Anal kanamanın oluşmasının birçok nedeni vardır. Her şeyden önce, sindirim sistemi hastalıkları ile ilişkilidirler. Bağırsak hareketinden sonra rektumdan kanamanın en yaygın nedenleri hemoroid ve anal fissürlerdir. Ayrıca, mide ve bağırsak hastalıkları kanamayı tetikleyebilir:

  • oniki parmak bağırsağı ülseri;
  • Eroziv gastrit;
  • malign tümörler;
  • bağırsakta oluşan polipler;

Bu semptomun nedenleri bulaşıcı olabilir. Bağırsak enfeksiyonları (örneğin dizanteri, salmonelloz), kanamaya ek olarak hazımsızlığa, halsizliğe, kusmaya ve vücudun genel zayıflığına da neden olur.

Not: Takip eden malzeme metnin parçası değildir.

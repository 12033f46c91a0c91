//! Depth-first directory traversal with allowlist pruning.

use std::collections::{HashSet, VecDeque};
use std::future::Future;
use std::path::{Path, PathBuf};

use tokio::fs::ReadDir;

use crate::common::path::absolute;
use crate::policy::PathAllowlist;

type FileFilter = Box<dyn Fn(&str) -> bool + Send + Sync>;

/// A file yielded by [`DirectoryWalker`].
#[derive(Debug, Clone, PartialEq, Eq)]
pub struct WalkEntry {
    /// Absolute path of the file.
    pub path: PathBuf,
    /// Bare entry name.
    pub name: String,
}

/// Walks one or more root directories, yielding eligible files one at a time.
///
/// Subdirectories whose name the allowlist rejects are pruned without
/// descending. Each directory is read at most once per walker, keyed by its
/// canonical path, which also breaks symlink cycles. Entries come back in
/// directory-listing order, which is platform defined.
pub struct DirectoryWalker {
    allowlist: PathAllowlist,
    filter: Option<FileFilter>,
    roots: VecDeque<PathBuf>,
    stack: Vec<(PathBuf, ReadDir)>,
    visited: HashSet<PathBuf>,
}

impl DirectoryWalker {
    pub fn new<I, P>(allowlist: PathAllowlist, roots: I) -> Self
    where
        I: IntoIterator<Item = P>,
        P: AsRef<Path>,
    {
        Self {
            allowlist,
            filter: None,
            roots: roots.into_iter().map(|r| absolute(r.as_ref())).collect(),
            stack: Vec::new(),
            visited: HashSet::new(),
        }
    }

    /// Only yield files whose entry name passes `filter`.
    pub fn file_filter(mut self, filter: impl Fn(&str) -> bool + Send + Sync + 'static) -> Self {
        self.filter = Some(Box::new(filter));
        self
    }

    /// Advances the walk to the next eligible file.
    pub async fn next_entry(&mut self) -> Option<WalkEntry> {
        loop {
            let Some((dir, entries)) = self.stack.last_mut() else {
                let root = self.roots.pop_front()?;
                self.enter(&root).await;
                continue;
            };

            let entry = match entries.next_entry().await {
                Ok(Some(entry)) => entry,
                Ok(None) => {
                    self.stack.pop();
                    continue;
                }
                Err(e) => {
                    tracing::warn!(path = %dir.display(), error = %e, "Failed to read directory entry");
                    self.stack.pop();
                    continue;
                }
            };

            let path = entry.path();
            let Some(name) = entry.file_name().to_str().map(str::to_owned) else {
                tracing::debug!(path = %path.display(), "Skipping non UTF-8 entry name");
                continue;
            };

            let file_type = match entry.file_type().await {
                Ok(t) => t,
                Err(e) => {
                    tracing::warn!(path = %path.display(), error = %e, "Failed to stat entry");
                    continue;
                }
            };

            let (is_dir, is_file) = if file_type.is_symlink() {
                match tokio::fs::metadata(&path).await {
                    Ok(meta) => (meta.is_dir(), meta.is_file()),
                    Err(_) => {
                        tracing::debug!(path = %path.display(), "Skipping dangling symlink");
                        continue;
                    }
                }
            } else {
                (file_type.is_dir(), file_type.is_file())
            };

            if is_dir {
                if self.allowlist.is_allowed(&name) {
                    self.enter(&path).await;
                } else {
                    tracing::debug!(path = %path.display(), "Pruned excluded directory");
                }
                continue;
            }

            if !is_file {
                continue;
            }

            if let Some(filter) = &self.filter
                && !filter(&name)
            {
                continue;
            }

            return Some(WalkEntry { path, name });
        }
    }

    async fn enter(&mut self, dir: &Path) {
        let key = match tokio::fs::canonicalize(dir).await {
            Ok(canonical) => canonical,
            Err(_) => absolute(dir),
        };
        if !self.visited.insert(key) {
            tracing::debug!(path = %dir.display(), "Directory already visited");
            return;
        }

        match tokio::fs::read_dir(dir).await {
            Ok(entries) => self.stack.push((dir.to_path_buf(), entries)),
            Err(e) => {
                tracing::warn!(path = %dir.display(), error = %e, "Cannot read directory");
            }
        }
    }

    /// Drives the walk to completion, awaiting `visit` for each file before
    /// moving on.
    pub async fn walk<F, Fut>(mut self, mut visit: F)
    where
        F: FnMut(WalkEntry) -> Fut,
        Fut: Future<Output = ()>,
    {
        while let Some(entry) = self.next_entry().await {
            visit(entry).await;
        }
    }

    pub async fn collect(mut self) -> Vec<WalkEntry> {
        let mut entries = Vec::new();
        while let Some(entry) = self.next_entry().await {
            entries.push(entry);
        }
        entries
    }
}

Anüsten kanın görünümünü açıklayan başka nedenler de var. Bunlar kan hastalıkları, damar trombozu, bağışıklık sistemi bozuklukları, bazı helmintik istila türleri olabilir. Kadınlarda, bu fenomen genellikle üreme çağındaki kadınlarda mümkün olan bağırsak endometriozisi varlığında menstrüasyon ile ilişkilidir.

Proktolojik problemler

Hemoroid - bağırsak hareketinden sonra veya sırasında kanın salınması ile karakterize rektumun en sık teşhis edilen hastalıklarından biri. Bu sorun, her yaştan hem erkek hem de kadınları etkiler. Pelvik bölgedeki dolaşım bozukluklarına bağlı olarak makat duvarı damarlarının genişlemesi ve çıkıntı yapması sonucu hemoroid ortaya çıkar.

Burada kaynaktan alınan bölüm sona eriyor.